Monday, Sep. 18, 1944

King's Coup

To the A.P.'s Joseph Morton, King Mihai last week told the story of his dramatic palace coup which flip-flopped Rumania from the Axis to the Allied camp (TIME, Sept. 4).

Seven times since early 1942 the young King and his young aides had planned to overthrow old hatchet-faced Marshal Ion Antonescu, the Nazi-loving dictator. Seven times they had to call off the plot.

On Aug. 23, after a late lunch, Mihai sent for Antonescu. The dictator, following his practice of keeping the King waiting, arrived an hour late. He left his bullet-proof automobile, with glass an inch thick, a gift from Hitler, in the courtyard. Several other automobiles loaded with armed bodyguards parked behind it.

The King waited in his palace study.

Beside him was his aide-de-camp, now Premier, General Constantin Sanatescu.

In an adjoining room sat his Marshal of the Court, Baron Ion Mocsonyi-Styrcea, his good friend, now Foreign Minister, Grigore Niculescu-Buzesti, and his secretary Mirce Ionnitiu. In a third room, an officer and three members of the King's Palace Guard waited his signal.

When Antonescu came in, he and the King shook hands. Then --

Mihai: I have a wire from the front and the situation looks disastrous. What are you going to do about it? Are you or are you not going through with the armistice?

Antonescu: I am going through with it but there are some conditions to be met. I want a guaranty from the Allies that they will land in Rumania and guarantee it for us against the Russians.

Mihai: That is so absurd it is not worth discussing. How do you expect the Allies to guarantee us against their own Allies?

Antonescu: I will not move. If necessary I will retire to Transylvania and fight there.

Mihai: You will have to make an armistice or resign. This time you have gone too far.

Styrcea and lonnitiu, both excellent shots, took pistols from their pockets and stepped in at the main doorway. Then --

Mihai: I am very sorry, but I have explained the situation to you and you must make a choice.
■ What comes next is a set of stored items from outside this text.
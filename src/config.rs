use crate::error::Error;
use crate::keys::ApplicationKey;
use crate::manifest::Permission;
use serde::{Deserialize, Serialize};
use std::collections::BTreeMap;
use std::path::PathBuf;

#[derive(Clone, Copy, Debug, PartialEq, Eq, Serialize, Deserialize)]
#[serde(rename_all = "lowercase")]
pub enum Access {
    Read,
    Write,
}

/// A permission the application asks pods to grant, declared at startup.
#[derive(Clone, Debug)]
pub struct PermissionRequest {
    pub name: String,
    pub access: Access,
    pub r#type: String,
    pub description: String,
}

/// Host-supplied configuration, assembled once at startup.
///
/// Validation happens in [`App::new`](crate::App::new) via the
/// `TryInto<Config>` conversion: the base URL is normalized, the signing key
/// pair is read from disk (failing fast if unreadable), and the manifest
/// declarations are collapsed into their canonical maps.
#[derive(Clone, Debug)]
pub struct AppConfig {
    pub application_base_url: String,
    pub private_key_path: PathBuf,
    pub public_key_path: PathBuf,
    /// Location of the published manifest package, checked at startup
    /// outside test mode. `None` skips the check.
    pub manifest_path: Option<PathBuf>,
    /// Manifest field declarations; later entries overwrite earlier ones of
    /// the same name.
    pub manifest_fields: Vec<(String, String)>,
    pub permissions: Vec<PermissionRequest>,
    /// Scope string sent with every authorize redirect.
    pub scope: String,
    /// Talk to pods over plain `http` instead of `https`.
    pub test_mode: bool,
}

pub struct Config {
    pub(crate) base_url: String,
    pub(crate) key: ApplicationKey,
    pub(crate) manifest_path: Option<PathBuf>,
    pub(crate) manifest_fields: BTreeMap<String, String>,
    pub(crate) permissions: BTreeMap<String, Permission>,
    pub(crate) scope: String,
    pub(crate) test_mode: bool,
}

impl Config {
    pub fn scheme(&self) -> &'static str {
        if self.test_mode {
            "http"
        } else {
            "https"
        }
    }
    /// The normalized application base URL, always with a trailing slash.
    pub fn base_url(&self) -> &str {
        &self.base_url
    }
    pub fn key(&self) -> &ApplicationKey {
        &self.key
    }
}

impl TryFrom<AppConfig> for Config {
    type Error = Error;

    fn try_from(config: AppConfig) -> Result<Self, Self::Error> {
        if config.application_base_url.trim().is_empty() {
            return Err(Error::Config(String::from("application_base_url must be set")));
        }
        let scheme = if config.test_mode { "http" } else { "https" };
        let base_url = normalize_base_url(&config.application_base_url, scheme);
        let key = ApplicationKey::load(&config.private_key_path, &config.public_key_path)?;
        let manifest_fields = config.manifest_fields.into_iter().collect();
        let permissions = config
            .permissions
            .into_iter()
            .map(|p| {
                (
                    p.name,
                    Permission { access: p.access, r#type: p.r#type, description: p.description },
                )
            })
            .collect();
        Ok(Self {
            base_url,
            key,
            manifest_path: config.manifest_path,
            manifest_fields,
            permissions,
            scope: config.scope,
            test_mode: config.test_mode,
        })
    }
}

/// Normalizes a host-supplied base URL: supplies the scheme if missing, the
/// default `:443` port for https, and a trailing slash.
fn normalize_base_url(raw: &str, scheme: &str) -> String {
    let trimmed = raw.trim().trim_end_matches('/');
    let (scheme, authority) = match trimmed.split_once("://") {
        Some((s, rest)) => (s, rest),
        None => (scheme, trimmed),
    };
    if authority.contains(':') || scheme != "https" {
        format!("{scheme}://{authority}/")
    } else {
        format!("{scheme}://{authority}:443/")
    }
}

/// A fully populated configuration backed by the fixture key pair, shared by
/// the module tests.
#[cfg(test)]
pub(crate) fn test_config(test_mode: bool) -> Config {
    test_app_config(test_mode).try_into().expect("test config should validate")
}

#[cfg(test)]
pub(crate) fn test_app_config(test_mode: bool) -> AppConfig {
    let fixtures = PathBuf::from(env!("CARGO_MANIFEST_DIR")).join("tests/fixtures");
    AppConfig {
        application_base_url: String::from("chubbi.es"),
        private_key_path: fixtures.join("app.private.pem"),
        public_key_path: fixtures.join("app.public.pem"),
        manifest_path: None,
        manifest_fields: vec![
            (String::from("name"), String::from("Chubbies")),
            (String::from("description"), String::from("The best way to chub.")),
            (String::from("icon_url"), String::from("#")),
        ],
        permissions: vec![
            PermissionRequest {
                name: String::from("profile"),
                access: Access::Read,
                r#type: String::from("profile"),
                description: String::from("Chubbi.es wants to view your profile."),
            },
            PermissionRequest {
                name: String::from("photos"),
                access: Access::Write,
                r#type: String::from("photos"),
                description: String::from("Chubbi.es wants to write to your photos."),
            },
        ],
        scope: String::from("profile,AS_photo:post"),
        test_mode,
    }
}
Antonescu: I will not resign and will not leave this country in the hands of people that I am not sure about.

The King reached with his foot for a pushbutton hidden under the carpet to summon the soldiers. Before he could reach it, however, they tramped in.

The soldiers silently forced Antonescu up the stairs to a small fireproof vault King Carol had built to safeguard his stamp collection. There they locked him in.
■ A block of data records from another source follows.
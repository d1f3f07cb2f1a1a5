#[cfg(feature = "default-client")]
pub mod default;

use http::{Request, Response};

/// An abstract HTTP client.
///
/// All outbound protocol calls (registration, token exchange, profile fetch)
/// go through this trait so that hosts can plug in their own transport.
#[async_trait::async_trait]
pub trait HttpClient {
    async fn send_http(
        &self,
        request: Request<Vec<u8>>,
    ) -> core::result::Result<Response<Vec<u8>>, Box<dyn std::error::Error + Send + Sync + 'static>>;
}
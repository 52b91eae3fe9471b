//! HTTP surface: `/metrics`, `/healthz` and `/readyz`

use crate::k8s::{Readiness, WorkloadDirectory};
use crate::metrics::PrometheusExporter;
use crate::{MossError, Result};
use bytes::Bytes;
use http_body_util::Full;
use hyper::header::{HeaderValue, CONTENT_TYPE};
use hyper::server::conn::http1;
use hyper::service::service_fn;
use hyper::{Method, Request, Response, StatusCode};
use hyper_util::rt::TokioIo;
use std::convert::Infallible;
use std::net::SocketAddr;
use std::sync::Arc;
use tokio::net::TcpListener;
use tokio_util::sync::CancellationToken;
use tokio_util::task::TaskTracker;
use tracing::{debug, error, info, warn};

pub struct MetricsServer {
    listener: TcpListener,
    exporter: Arc<PrometheusExporter>,
    directory: WorkloadDirectory,
}

impl MetricsServer {
    pub async fn bind(
        addr: SocketAddr,
        exporter: Arc<PrometheusExporter>,
        directory: WorkloadDirectory,
    ) -> Result<Self> {
        let listener = TcpListener::bind(addr).await.map_err(|e| {
            MossError::MetricsError(format!("Failed to bind metrics endpoint {}: {}", addr, e))
        })?;

        Ok(Self {
            listener,
            exporter,
            directory,
        })
    }

    pub fn local_addr(&self) -> Result<SocketAddr> {
        Ok(self.listener.local_addr()?)
    }

    /// Serve until cancelled, then let open connections finish their
    /// current request
    pub async fn run(self, cancel: CancellationToken) -> Result<()> {
        info!("Metrics endpoint listening on http://{}", self.local_addr()?);

        let connections = TaskTracker::new();

        loop {
            let (stream, peer) = tokio::select! {
                _ = cancel.cancelled() => break,
                accepted = self.listener.accept() => match accepted {
                    Ok(accepted) => accepted,
                    Err(e) => {
                        warn!("Failed to accept metrics connection: {}", e);
                        continue;
                    }
                },
            };

            let exporter = self.exporter.clone();
            let directory = self.directory.clone();
            let cancel = cancel.clone();

            connections.spawn(async move {
                let service = service_fn(move |req| {
                    let exporter = exporter.clone();
                    let directory = directory.clone();
                    async move { route(req, &exporter, &directory).await }
                });

                let conn = http1::Builder::new().serve_connection(TokioIo::new(stream), service);
                tokio::pin!(conn);

                let result = tokio::select! {
                    result = conn.as_mut() => result,
                    _ = cancel.cancelled() => {
                        conn.as_mut().graceful_shutdown();
                        conn.as_mut().await
                    }
                };

                if let Err(e) = result {
                    debug!("Metrics connection from {} ended: {}", peer, e);
                }
            });
        }

        connections.close();
        connections.wait().await;
        info!("Metrics endpoint stopped");
        Ok(())
    }
}

fn text_response(
    status: StatusCode,
    content_type: &'static str,
    body: impl Into<Bytes>,
) -> Response<Full<Bytes>> {
    let mut response = Response::new(Full::new(body.into()));
    *response.status_mut() = status;
    response
        .headers_mut()
        .insert(CONTENT_TYPE, HeaderValue::from_static(content_type));
    response
}

pub async fn route<B>(
    req: Request<B>,
    exporter: &PrometheusExporter,
    directory: &WorkloadDirectory,
) -> std::result::Result<Response<Full<Bytes>>, Infallible> {
    const PLAIN: &str = "text/plain; charset=utf-8";

    let response = match (req.method(), req.uri().path()) {
        (&Method::GET, "/metrics") => match exporter.format_current_metrics().await {
            Ok(body) => text_response(StatusCode::OK, prometheus::TEXT_FORMAT, body),
            Err(e) => {
                error!("Failed to render metrics: {}", e);
                text_response(StatusCode::INTERNAL_SERVER_ERROR, PLAIN, e.to_string())
            }
        },
        (&Method::GET, "/healthz") => text_response(StatusCode::OK, PLAIN, "ok"),
        (&Method::GET, "/readyz") => {
            let readiness = directory.readiness();
            let status = if readiness == Readiness::Ready {
                StatusCode::OK
            } else {
                StatusCode::SERVICE_UNAVAILABLE
            };
            text_response(status, PLAIN, readiness.as_str())
        }
        (_, "/metrics" | "/healthz" | "/readyz") => {
            text_response(StatusCode::METHOD_NOT_ALLOWED, PLAIN, "method not allowed")
        }
        _ => text_response(StatusCode::NOT_FOUND, PLAIN, "not found"),
    };

    Ok(response)
}

#[cfg(test)]
mod tests {
    use super::*;
    use crate::aggregator::GraphAggregator;
    use crate::config::default_cluster_cidrs;
    use crate::correlator::CorrelatorStats;
    use crate::k8s::types::{ResourceKind, WorkloadEvent};
    use crate::k8s::DirectoryWriter;
    use http_body_util::BodyExt;
    use std::time::Duration;

    fn setup() -> (PrometheusExporter, WorkloadDirectory, DirectoryWriter) {
        let (directory, writer) = WorkloadDirectory::new(default_cluster_cidrs());
        let exporter = PrometheusExporter::new(
            directory.clone(),
            GraphAggregator::new(Duration::from_secs(30)),
            Arc::new(CorrelatorStats::default()),
            Duration::from_secs(2),
        );
        (exporter, directory, writer)
    }

    async fn get(
        path: &str,
        exporter: &PrometheusExporter,
        directory: &WorkloadDirectory,
    ) -> (StatusCode, String) {
        let req = Request::builder().uri(path).body(()).unwrap();
        let response = route(req, exporter, directory).await.unwrap();
        let status = response.status();
        let body = response.into_body().collect().await.unwrap().to_bytes();
        (status, String::from_utf8(body.to_vec()).unwrap())
    }

    #[tokio::test]
    async fn test_readyz_tracks_directory() {
        let (exporter, directory, mut writer) = setup();

        let (status, body) = get("/readyz", &exporter, &directory).await;
        assert_eq!(status, StatusCode::SERVICE_UNAVAILABLE);
        assert_eq!(body, "unstarted");

        for kind in ResourceKind::ALL {
            writer.apply(WorkloadEvent::RelistStarted(kind));
            writer.apply(WorkloadEvent::RelistCompleted(kind));
        }

        let (status, body) = get("/readyz", &exporter, &directory).await;
        assert_eq!(status, StatusCode::OK);
        assert_eq!(body, "ready");
    }

    #[tokio::test]
    async fn test_metrics_and_health() {
        let (exporter, directory, _writer) = setup();

        let (status, body) = get("/metrics", &exporter, &directory).await;
        assert_eq!(status, StatusCode::OK);
        assert!(body.contains("moss_links"));

        let (status, _) = get("/healthz", &exporter, &directory).await;
        assert_eq!(status, StatusCode::OK);

        let (status, _) = get("/nope", &exporter, &directory).await;
        assert_eq!(status, StatusCode::NOT_FOUND);
    }

    #[tokio::test]
    async fn test_serves_over_tcp_until_cancelled() {
        use tokio::io::{AsyncReadExt, AsyncWriteExt};

        let (exporter, directory, _writer) = setup();
        let addr = "127.0.0.1:0".parse().unwrap();
        let server = MetricsServer::bind(addr, Arc::new(exporter), directory)
            .await
            .unwrap();
        let addr = server.local_addr().unwrap();
        let cancel = CancellationToken::new();
        let task = tokio::spawn(server.run(cancel.clone()));

        let mut stream = tokio::net::TcpStream::connect(addr).await.unwrap();
        stream
            .write_all(b"GET /healthz HTTP/1.1\r\nHost: localhost\r\nConnection: close\r\n\r\n")
            .await
            .unwrap();
        let mut response = String::new();
        stream.read_to_string(&mut response).await.unwrap();
        assert!(response.starts_with("HTTP/1.1 200"));

        cancel.cancel();
        tokio::time::timeout(Duration::from_secs(5), task)
            .await
            .unwrap()
            .unwrap()
            .unwrap();
    }
}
Antonescu's bodyguards were invited to come inside for coffee. As they lifted their cups, servants slipped the pistols from their holsters, took them prisoner.

Meanwhile, the King's fellow plotters set a trap for Antonescu's leading collaborators, summoning the first by telephone and forcing him on arrival to call up another. Four or five arrived and made calls, among them the War Minister and the Prefect of Police. All were imprisoned within the palace grounds. That night Mihai proclaimed Rumania's surrender to the Allies and the overthrow of Antonescu. . . .
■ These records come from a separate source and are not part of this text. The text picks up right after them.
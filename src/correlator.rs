//! Connection correlator
//!
//! Turns raw connection records into workload-level observations. Both ends
//! of the tuple are resolved through the directory without waiting on it;
//! an address the directory cannot place is still forwarded as `Unknown` or
//! `External` so the edge is visible and upgrades once the directory catches
//! up.
//!
//! Records are sharded across workers by connection key, so every refresh of
//! one connection is applied by the same worker in arrival order.

use crate::aggregator::GraphAggregator;
use crate::config::PortRange;
use crate::k8s::{Workload, WorkloadDirectory, WorkloadKind};
use crate::model::{
    ConnectionKey, ConnectionRecord, ConnectionRole, NetworkLink, Observation, Throughput,
};
use moss_common::ConnectionTuple;
use std::collections::hash_map::DefaultHasher;
use std::hash::{Hash, Hasher};
use std::sync::atomic::{AtomicU64, Ordering};
use std::sync::Arc;
use tokio::sync::mpsc;
use tokio::task::JoinSet;
use tokio_util::sync::CancellationToken;
use tracing::{debug, error, info, trace};

const WORKER_QUEUE: usize = 1024;

/// Why a record was discarded
#[derive(Debug, Clone, Copy, PartialEq, Eq)]
pub enum RecordRejection {
    ZeroTuple,
    UnspecifiedAddress,
    /// Neither connection id nor pid set
    MissingIds,
    InvalidRole(u32),
    /// The transport could not decode the record at all
    Undecodable,
}

impl RecordRejection {
    pub fn as_str(&self) -> &'static str {
        match self {
            RecordRejection::ZeroTuple => "zero_tuple",
            RecordRejection::UnspecifiedAddress => "unspecified_address",
            RecordRejection::MissingIds => "missing_ids",
            RecordRejection::InvalidRole(_) => "invalid_role",
            RecordRejection::Undecodable => "undecodable",
        }
    }
}

/// Record counters, shared with the ingestion transport and the exporter
#[derive(Debug, Default)]
pub struct CorrelatorStats {
    accepted: AtomicU64,
    zero_tuple: AtomicU64,
    unspecified_address: AtomicU64,
    missing_ids: AtomicU64,
    invalid_role: AtomicU64,
    undecodable: AtomicU64,
}

impl CorrelatorStats {
    fn counter(&self, reason: RecordRejection) -> &AtomicU64 {
        match reason {
            RecordRejection::ZeroTuple => &self.zero_tuple,
            RecordRejection::UnspecifiedAddress => &self.unspecified_address,
            RecordRejection::MissingIds => &self.missing_ids,
            RecordRejection::InvalidRole(_) => &self.invalid_role,
            RecordRejection::Undecodable => &self.undecodable,
        }
    }

    pub fn record_accepted(&self) {
        self.accepted.fetch_add(1, Ordering::Relaxed);
    }

    pub fn record_rejected(&self, reason: RecordRejection) {
        self.counter(reason).fetch_add(1, Ordering::Relaxed);
    }

    pub fn accepted(&self) -> u64 {
        self.accepted.load(Ordering::Relaxed)
    }

    pub fn rejected(&self, reason: RecordRejection) -> u64 {
        self.counter(reason).load(Ordering::Relaxed)
    }

    /// Rejection counts keyed by reason label
    pub fn rejections(&self) -> Vec<(&'static str, u64)> {
        [
            RecordRejection::ZeroTuple,
            RecordRejection::UnspecifiedAddress,
            RecordRejection::MissingIds,
            RecordRejection::InvalidRole(0),
            RecordRejection::Undecodable,
        ]
        .into_iter()
        .map(|reason| (reason.as_str(), self.rejected(reason)))
        .collect()
    }
}

#[derive(Clone)]
pub struct Correlator {
    directory: WorkloadDirectory,
    aggregator: GraphAggregator,
    ephemeral_ports: PortRange,
    stats: Arc<CorrelatorStats>,
}

impl Correlator {
    pub fn new(
        directory: WorkloadDirectory,
        aggregator: GraphAggregator,
        ephemeral_ports: PortRange,
    ) -> Self {
        Self {
            directory,
            aggregator,
            ephemeral_ports,
            stats: Arc::new(CorrelatorStats::default()),
        }
    }

    pub fn stats(&self) -> Arc<CorrelatorStats> {
        self.stats.clone()
    }

    /// Resolve one record into an observation oriented from the client side
    pub fn correlate(&self, record: &ConnectionRecord) -> Result<Observation, RecordRejection> {
        let identifier = &record.identifier;
        let tuple = identifier.tuple;

        if tuple.is_zero() {
            return Err(RecordRejection::ZeroTuple);
        }
        if tuple.src().is_unspecified() || tuple.dst().is_unspecified() {
            return Err(RecordRejection::UnspecifiedAddress);
        }
        if identifier.id == 0 && identifier.pid == 0 {
            return Err(RecordRejection::MissingIds);
        }
        let reported = ConnectionRole::from_raw(identifier.role)
            .ok_or(RecordRejection::InvalidRole(identifier.role))?;

        let source = self.directory.resolve(tuple.src());
        let destination = self.directory.resolve(tuple.dst());

        let role = match reported {
            ConnectionRole::Unknown => self.infer_role(&tuple, &source, &destination),
            known => known,
        };

        let stats = record.stats;
        let (link, throughput) = match role {
            // The observing process accepted the connection: the local end
            // (source) is the server
            ConnectionRole::Server => (
                NetworkLink {
                    client: destination,
                    server: source,
                    server_port: tuple.src_port,
                    role,
                },
                Throughput {
                    bytes_sent: stats.bytes_received,
                    bytes_received: stats.bytes_sent,
                    active: stats.active(),
                },
            ),
            ConnectionRole::Client | ConnectionRole::Unknown => (
                NetworkLink {
                    client: source,
                    server: destination,
                    server_port: tuple.dst_port,
                    role,
                },
                Throughput {
                    bytes_sent: stats.bytes_sent,
                    bytes_received: stats.bytes_received,
                    active: stats.active(),
                },
            ),
        };

        Ok(Observation {
            connection: ConnectionKey::from(identifier),
            link,
            throughput,
        })
    }

    /// Side of the flow the local process is on, from what the record offers.
    /// Stays `Unknown` unless one signal is conclusive.
    fn infer_role(
        &self,
        tuple: &ConnectionTuple,
        source: &Workload,
        destination: &Workload,
    ) -> ConnectionRole {
        let src_service = source.kind() == WorkloadKind::Service;
        let dst_service = destination.kind() == WorkloadKind::Service;

        match (src_service, dst_service) {
            (false, true) => return ConnectionRole::Client,
            (true, false) => return ConnectionRole::Server,
            _ => {}
        }

        let src_ephemeral = self.ephemeral_ports.contains(tuple.src_port);
        let dst_ephemeral = self.ephemeral_ports.contains(tuple.dst_port);

        match (src_ephemeral, dst_ephemeral) {
            (true, false) => ConnectionRole::Client,
            (false, true) => ConnectionRole::Server,
            _ => ConnectionRole::Unknown,
        }
    }

    /// Correlate and fold one record. Returns whether it was accepted.
    pub fn process(&self, record: ConnectionRecord) -> bool {
        match self.correlate(&record) {
            Ok(observation) => {
                trace!("Observed {}", observation.link);
                self.stats.record_accepted();
                self.aggregator.upsert(observation);
                true
            }
            Err(reason) => {
                debug!(
                    "Discarding record (conn {}, pid {}): {:?}",
                    record.identifier.id, record.identifier.pid, reason
                );
                self.stats.record_rejected(reason);
                false
            }
        }
    }

    /// Consume records until the channel closes or `cancel` fires. Records
    /// already handed to a worker are applied before this returns.
    pub async fn run(
        self,
        mut records: mpsc::Receiver<ConnectionRecord>,
        workers: usize,
        cancel: CancellationToken,
    ) {
        let workers = workers.max(1);
        info!("Correlator started with {} workers", workers);

        let mut shards = Vec::with_capacity(workers);
        let mut tasks = JoinSet::new();

        for _ in 0..workers {
            let (tx, mut rx) = mpsc::channel::<ConnectionRecord>(WORKER_QUEUE);
            let worker = self.clone();
            tasks.spawn(async move {
                while let Some(record) = rx.recv().await {
                    worker.process(record);
                }
            });
            shards.push(tx);
        }

        loop {
            tokio::select! {
                biased;
                _ = cancel.cancelled() => break,
                record = records.recv() => {
                    let Some(record) = record else {
                        debug!("Connection record channel closed");
                        break;
                    };

                    let shard = shard_for(&ConnectionKey::from(&record.identifier), workers);
                    if shards[shard].send(record).await.is_err() {
                        error!("Correlator worker {} exited early", shard);
                        break;
                    }
                }
            }
        }

        drop(shards);
        while let Some(result) = tasks.join_next().await {
            if let Err(e) = result {
                error!("Correlator worker failed: {}", e);
            }
        }

        info!(
            "Correlator stopped. {} records accepted",
            self.stats.accepted()
        );
    }
}

fn shard_for(key: &ConnectionKey, workers: usize) -> usize {
    let mut hasher = DefaultHasher::new();
    key.hash(&mut hasher);
    (hasher.finish() % workers as u64) as usize
}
Meanwhile, the King's mother, Queen Helen, notified of events by telephone, sped from the royal family's summer home at Sinaia (northwest of Ploesti) to a rendezvous with her son. All through German-held country she clutched a small pistol, determined to shoot the first enemy soldier attempting to halt her.

The King motored from Bucharest to the meeting, with his mother. After two hours he turned his car off the road at a gasoline dump. A German motorized column came into sight. The royal party jumped into their car and hurried off just as the Germans opened fire. Bullets flew back & forth for a few minutes before the King raced out of the danger zone.

Both the King and the Queen Mother arrived safely at a secluded villa.